The entries below contain a stretch that opens with the line containing "-> Json<BTreeMap<String, Vec<FaultRecord>>>" and closes with the line containing "a node upsert"; set down that stretch exactly, both ends included, and nothing else.

GIVEN INFORMATION:
************
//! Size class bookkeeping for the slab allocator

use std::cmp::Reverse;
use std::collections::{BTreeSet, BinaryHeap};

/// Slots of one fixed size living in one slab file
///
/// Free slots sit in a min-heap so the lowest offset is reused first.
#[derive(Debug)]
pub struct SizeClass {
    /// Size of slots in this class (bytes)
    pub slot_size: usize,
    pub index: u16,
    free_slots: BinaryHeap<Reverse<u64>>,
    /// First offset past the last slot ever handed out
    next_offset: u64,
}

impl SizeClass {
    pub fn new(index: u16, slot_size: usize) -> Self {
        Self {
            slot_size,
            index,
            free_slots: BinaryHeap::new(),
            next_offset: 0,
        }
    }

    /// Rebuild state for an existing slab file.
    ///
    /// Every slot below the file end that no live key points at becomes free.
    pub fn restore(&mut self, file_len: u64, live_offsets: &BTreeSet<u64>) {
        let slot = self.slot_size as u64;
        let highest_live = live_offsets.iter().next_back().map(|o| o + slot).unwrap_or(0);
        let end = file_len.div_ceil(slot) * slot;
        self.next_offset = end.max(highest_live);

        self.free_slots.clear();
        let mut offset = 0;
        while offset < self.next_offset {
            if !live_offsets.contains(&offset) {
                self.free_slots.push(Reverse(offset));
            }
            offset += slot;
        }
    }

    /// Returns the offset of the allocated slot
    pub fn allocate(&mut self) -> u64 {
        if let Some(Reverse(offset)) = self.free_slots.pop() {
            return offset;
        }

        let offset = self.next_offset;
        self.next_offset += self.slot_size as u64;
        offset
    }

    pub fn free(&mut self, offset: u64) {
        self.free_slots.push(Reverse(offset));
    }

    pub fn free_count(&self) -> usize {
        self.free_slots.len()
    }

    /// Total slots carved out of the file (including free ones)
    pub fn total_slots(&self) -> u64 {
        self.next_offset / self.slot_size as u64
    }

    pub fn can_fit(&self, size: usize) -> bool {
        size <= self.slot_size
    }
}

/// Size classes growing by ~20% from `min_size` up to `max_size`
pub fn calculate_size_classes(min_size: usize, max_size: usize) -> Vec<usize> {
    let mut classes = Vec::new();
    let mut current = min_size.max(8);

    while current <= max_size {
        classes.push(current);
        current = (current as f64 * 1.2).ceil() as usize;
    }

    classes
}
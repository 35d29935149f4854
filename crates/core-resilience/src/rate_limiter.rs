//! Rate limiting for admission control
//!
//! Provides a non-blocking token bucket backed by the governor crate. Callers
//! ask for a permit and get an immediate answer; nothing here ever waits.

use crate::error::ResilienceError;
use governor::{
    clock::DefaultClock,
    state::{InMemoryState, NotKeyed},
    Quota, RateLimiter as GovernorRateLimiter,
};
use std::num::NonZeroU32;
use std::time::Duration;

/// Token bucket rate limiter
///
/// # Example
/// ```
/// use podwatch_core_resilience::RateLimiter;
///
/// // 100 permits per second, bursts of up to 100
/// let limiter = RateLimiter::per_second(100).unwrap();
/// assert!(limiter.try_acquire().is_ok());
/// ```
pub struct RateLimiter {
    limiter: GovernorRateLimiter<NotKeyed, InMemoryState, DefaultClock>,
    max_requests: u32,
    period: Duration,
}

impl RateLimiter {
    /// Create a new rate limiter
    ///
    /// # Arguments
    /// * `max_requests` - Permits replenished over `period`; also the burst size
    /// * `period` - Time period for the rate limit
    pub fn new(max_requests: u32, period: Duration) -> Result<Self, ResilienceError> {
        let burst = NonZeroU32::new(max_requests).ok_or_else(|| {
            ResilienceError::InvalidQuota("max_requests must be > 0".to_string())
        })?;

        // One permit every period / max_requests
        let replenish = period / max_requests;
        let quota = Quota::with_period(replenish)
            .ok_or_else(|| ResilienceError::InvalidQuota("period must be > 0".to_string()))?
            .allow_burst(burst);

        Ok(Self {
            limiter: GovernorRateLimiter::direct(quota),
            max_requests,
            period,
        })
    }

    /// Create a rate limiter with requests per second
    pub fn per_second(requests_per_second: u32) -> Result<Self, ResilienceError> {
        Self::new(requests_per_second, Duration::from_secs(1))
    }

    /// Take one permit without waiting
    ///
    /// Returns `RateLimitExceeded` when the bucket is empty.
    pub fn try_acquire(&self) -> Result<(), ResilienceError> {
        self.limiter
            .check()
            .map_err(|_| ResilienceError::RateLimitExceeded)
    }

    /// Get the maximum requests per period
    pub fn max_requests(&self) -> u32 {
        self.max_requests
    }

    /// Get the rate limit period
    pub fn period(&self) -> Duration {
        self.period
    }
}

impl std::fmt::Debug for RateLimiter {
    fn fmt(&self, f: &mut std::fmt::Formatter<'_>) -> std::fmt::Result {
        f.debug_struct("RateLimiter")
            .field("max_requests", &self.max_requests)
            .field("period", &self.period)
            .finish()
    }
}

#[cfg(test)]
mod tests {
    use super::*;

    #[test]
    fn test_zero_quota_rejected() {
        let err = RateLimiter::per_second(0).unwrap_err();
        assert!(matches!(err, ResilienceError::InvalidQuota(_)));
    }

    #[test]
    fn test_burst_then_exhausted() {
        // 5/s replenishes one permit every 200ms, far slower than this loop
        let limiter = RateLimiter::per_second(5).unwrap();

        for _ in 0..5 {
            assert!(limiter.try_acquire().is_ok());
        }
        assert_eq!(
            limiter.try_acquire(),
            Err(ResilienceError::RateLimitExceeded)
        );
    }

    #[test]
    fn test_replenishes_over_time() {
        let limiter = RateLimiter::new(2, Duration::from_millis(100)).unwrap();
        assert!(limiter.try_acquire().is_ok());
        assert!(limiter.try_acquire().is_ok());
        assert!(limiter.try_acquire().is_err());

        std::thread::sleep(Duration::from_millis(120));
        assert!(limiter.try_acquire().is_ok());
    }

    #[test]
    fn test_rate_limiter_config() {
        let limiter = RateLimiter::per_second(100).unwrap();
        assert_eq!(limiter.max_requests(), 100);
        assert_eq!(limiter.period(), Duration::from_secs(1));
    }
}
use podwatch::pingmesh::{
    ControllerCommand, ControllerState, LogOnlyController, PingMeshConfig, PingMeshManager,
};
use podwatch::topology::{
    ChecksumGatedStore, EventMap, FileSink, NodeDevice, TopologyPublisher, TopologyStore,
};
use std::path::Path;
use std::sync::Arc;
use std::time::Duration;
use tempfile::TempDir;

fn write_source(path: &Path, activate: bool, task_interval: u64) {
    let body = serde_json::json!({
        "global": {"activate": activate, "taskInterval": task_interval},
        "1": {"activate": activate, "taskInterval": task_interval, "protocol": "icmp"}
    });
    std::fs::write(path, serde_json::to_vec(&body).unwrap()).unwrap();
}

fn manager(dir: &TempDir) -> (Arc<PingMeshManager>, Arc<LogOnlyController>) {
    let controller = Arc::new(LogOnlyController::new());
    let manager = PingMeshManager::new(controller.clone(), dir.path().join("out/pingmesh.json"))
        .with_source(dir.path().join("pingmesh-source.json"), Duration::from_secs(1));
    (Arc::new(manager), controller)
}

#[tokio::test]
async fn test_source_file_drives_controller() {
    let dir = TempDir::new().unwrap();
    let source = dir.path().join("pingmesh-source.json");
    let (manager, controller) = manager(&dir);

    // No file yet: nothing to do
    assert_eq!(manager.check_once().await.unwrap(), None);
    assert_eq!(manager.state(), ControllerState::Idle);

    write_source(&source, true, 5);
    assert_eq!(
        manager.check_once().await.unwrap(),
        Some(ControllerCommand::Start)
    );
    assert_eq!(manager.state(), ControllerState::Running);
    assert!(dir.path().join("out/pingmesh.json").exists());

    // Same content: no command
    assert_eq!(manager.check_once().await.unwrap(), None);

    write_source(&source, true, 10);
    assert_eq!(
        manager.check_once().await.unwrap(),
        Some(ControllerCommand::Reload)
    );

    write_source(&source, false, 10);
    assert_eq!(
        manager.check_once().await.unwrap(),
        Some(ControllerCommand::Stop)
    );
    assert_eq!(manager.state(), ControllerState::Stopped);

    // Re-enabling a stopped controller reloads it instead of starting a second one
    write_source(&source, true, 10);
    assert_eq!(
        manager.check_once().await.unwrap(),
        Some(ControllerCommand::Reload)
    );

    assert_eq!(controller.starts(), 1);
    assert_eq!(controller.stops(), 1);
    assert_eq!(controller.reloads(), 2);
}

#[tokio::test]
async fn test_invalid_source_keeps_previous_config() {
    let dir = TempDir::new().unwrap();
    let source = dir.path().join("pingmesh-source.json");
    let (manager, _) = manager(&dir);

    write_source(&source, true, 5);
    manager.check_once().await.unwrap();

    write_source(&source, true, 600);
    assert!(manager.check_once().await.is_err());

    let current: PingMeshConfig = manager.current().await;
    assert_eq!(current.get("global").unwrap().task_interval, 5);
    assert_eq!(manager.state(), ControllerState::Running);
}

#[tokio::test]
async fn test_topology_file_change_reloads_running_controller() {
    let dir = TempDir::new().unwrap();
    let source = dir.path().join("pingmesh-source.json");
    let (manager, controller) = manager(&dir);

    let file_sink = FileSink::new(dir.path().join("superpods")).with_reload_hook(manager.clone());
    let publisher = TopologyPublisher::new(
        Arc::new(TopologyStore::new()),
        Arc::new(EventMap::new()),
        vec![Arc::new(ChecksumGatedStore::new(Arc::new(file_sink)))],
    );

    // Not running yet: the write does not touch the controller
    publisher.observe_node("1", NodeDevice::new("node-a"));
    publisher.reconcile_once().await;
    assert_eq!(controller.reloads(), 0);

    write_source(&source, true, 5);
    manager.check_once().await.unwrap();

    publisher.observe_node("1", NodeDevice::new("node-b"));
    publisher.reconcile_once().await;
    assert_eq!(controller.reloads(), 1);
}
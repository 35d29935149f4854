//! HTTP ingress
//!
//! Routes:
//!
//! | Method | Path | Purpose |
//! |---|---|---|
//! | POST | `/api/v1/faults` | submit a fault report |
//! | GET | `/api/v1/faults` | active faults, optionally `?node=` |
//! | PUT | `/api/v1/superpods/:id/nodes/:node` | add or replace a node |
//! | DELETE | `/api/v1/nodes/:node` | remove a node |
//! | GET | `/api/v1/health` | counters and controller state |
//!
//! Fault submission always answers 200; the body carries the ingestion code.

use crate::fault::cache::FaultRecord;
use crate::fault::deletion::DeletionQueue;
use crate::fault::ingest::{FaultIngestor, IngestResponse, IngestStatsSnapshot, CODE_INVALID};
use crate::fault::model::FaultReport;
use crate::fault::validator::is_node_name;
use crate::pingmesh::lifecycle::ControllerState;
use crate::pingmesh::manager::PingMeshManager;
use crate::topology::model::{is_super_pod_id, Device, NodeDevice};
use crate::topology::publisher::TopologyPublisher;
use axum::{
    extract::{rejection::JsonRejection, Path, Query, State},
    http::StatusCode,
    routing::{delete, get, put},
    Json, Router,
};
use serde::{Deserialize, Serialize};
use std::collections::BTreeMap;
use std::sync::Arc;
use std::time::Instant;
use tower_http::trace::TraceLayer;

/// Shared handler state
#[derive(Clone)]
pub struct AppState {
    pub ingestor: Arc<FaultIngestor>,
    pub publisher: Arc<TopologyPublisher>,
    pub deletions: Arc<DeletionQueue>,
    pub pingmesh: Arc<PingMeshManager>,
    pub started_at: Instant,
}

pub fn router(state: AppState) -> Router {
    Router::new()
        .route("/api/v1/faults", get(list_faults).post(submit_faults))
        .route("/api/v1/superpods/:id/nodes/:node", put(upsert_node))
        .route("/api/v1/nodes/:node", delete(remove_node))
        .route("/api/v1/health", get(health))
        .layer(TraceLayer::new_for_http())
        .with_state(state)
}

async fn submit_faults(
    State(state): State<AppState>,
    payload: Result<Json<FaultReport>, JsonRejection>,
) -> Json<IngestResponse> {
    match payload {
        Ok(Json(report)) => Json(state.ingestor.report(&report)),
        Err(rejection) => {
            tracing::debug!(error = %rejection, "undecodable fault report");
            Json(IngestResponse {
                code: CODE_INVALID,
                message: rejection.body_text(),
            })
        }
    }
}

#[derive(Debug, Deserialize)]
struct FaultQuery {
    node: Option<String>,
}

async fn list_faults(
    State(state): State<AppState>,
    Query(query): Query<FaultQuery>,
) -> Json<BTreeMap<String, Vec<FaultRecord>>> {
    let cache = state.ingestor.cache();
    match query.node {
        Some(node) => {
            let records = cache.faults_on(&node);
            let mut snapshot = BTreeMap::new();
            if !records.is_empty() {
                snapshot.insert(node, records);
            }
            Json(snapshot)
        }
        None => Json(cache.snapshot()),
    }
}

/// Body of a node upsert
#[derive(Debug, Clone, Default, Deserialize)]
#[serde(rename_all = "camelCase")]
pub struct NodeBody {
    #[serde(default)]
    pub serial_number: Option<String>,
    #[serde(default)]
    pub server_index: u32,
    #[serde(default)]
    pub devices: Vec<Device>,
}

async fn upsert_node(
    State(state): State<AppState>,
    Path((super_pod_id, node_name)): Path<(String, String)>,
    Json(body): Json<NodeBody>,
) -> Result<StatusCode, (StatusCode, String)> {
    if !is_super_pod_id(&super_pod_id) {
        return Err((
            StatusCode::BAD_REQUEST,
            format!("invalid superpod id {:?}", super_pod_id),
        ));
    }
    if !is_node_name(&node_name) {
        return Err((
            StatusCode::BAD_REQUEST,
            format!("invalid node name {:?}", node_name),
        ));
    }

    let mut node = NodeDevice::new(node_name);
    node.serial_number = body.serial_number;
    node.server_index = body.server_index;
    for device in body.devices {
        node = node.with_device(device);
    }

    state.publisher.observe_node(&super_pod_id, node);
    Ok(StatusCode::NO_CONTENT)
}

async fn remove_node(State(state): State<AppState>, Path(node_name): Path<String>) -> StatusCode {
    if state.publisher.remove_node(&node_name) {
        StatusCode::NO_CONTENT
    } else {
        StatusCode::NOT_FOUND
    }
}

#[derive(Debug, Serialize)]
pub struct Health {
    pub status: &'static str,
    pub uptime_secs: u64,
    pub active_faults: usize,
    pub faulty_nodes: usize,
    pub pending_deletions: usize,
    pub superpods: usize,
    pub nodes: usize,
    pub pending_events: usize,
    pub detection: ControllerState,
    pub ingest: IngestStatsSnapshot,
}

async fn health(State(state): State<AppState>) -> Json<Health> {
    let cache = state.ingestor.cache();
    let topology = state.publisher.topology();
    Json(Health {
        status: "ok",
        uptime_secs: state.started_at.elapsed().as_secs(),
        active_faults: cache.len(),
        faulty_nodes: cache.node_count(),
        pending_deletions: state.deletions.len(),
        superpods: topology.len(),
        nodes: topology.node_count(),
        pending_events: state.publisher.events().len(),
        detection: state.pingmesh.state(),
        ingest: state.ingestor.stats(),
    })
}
************
ANSWER TO THE PROBLEM:
) -> Json<BTreeMap<String, Vec<FaultRecord>>> {
    let cache = state.ingestor.cache();
    match query.node {
        Some(node) => {
            let records = cache.faults_on(&node);
            let mut snapshot = BTreeMap::new();
            if !records.is_empty() {
                snapshot.insert(node, records);
            }
            Json(snapshot)
        }
        None => Json(cache.snapshot()),
    }
}

/// Body of a node upsert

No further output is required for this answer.